● **DATA EXTRACT**:
########

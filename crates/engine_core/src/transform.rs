//! Transform component and utilities for spatial positioning.

use glam::{Mat4, Quat, Vec3};

/// A 3D transform representing position, rotation, and scale.
#[derive(Debug, Clone, Copy, PartialEq)]
pub struct Transform {
    pub position: Vec3,
    pub rotation: Quat,
    pub scale: Vec3,
}

impl Default for Transform {
    fn default() -> Self {
        Self {
            position: Vec3::ZERO,
            rotation: Quat::IDENTITY,
            scale: Vec3::ONE,
        }
    }
}

impl Transform {
    /// Create a new transform at the given position.
    pub fn from_position(position: Vec3) -> Self {
        Self {
            position,
            ..Default::default()
        }
    }

    /// Create a new transform with position and rotation.
    pub fn from_position_rotation(position: Vec3, rotation: Quat) -> Self {
        Self {
            position,
            rotation,
            ..Default::default()
        }
    }

    /// Transform for a structure placed with a build facing (0..=3, quarter turns around Y).
    pub fn from_position_facing(position: Vec3, facing: u8) -> Self {
        Self::from_position_rotation(position, facing_rotation(facing))
    }

    /// Create the model matrix for this transform.
    pub fn to_matrix(&self) -> Mat4 {
        Mat4::from_scale_rotation_translation(self.scale, self.rotation, self.position)
    }

    /// Same transform moved to another position (used for interpolated draw positions).
    pub fn at(&self, position: Vec3) -> Self {
        Self { position, ..*self }
    }

    /// Translate the transform by a delta.
    pub fn translate(&mut self, delta: Vec3) {
        self.position += delta;
    }
}

/// Rotation for a build facing; facings wrap every four quarter turns.
pub fn facing_rotation(facing: u8) -> Quat {
    Quat::from_rotation_y(f32::from(facing % 4) * std::f32::consts::FRAC_PI_2)
}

########

● **REQUIRED ACTION**: Looking at the records above, in how many lines does the word "quarter" occur? Reply with the number alone.

● **FINISHED TASK**: 2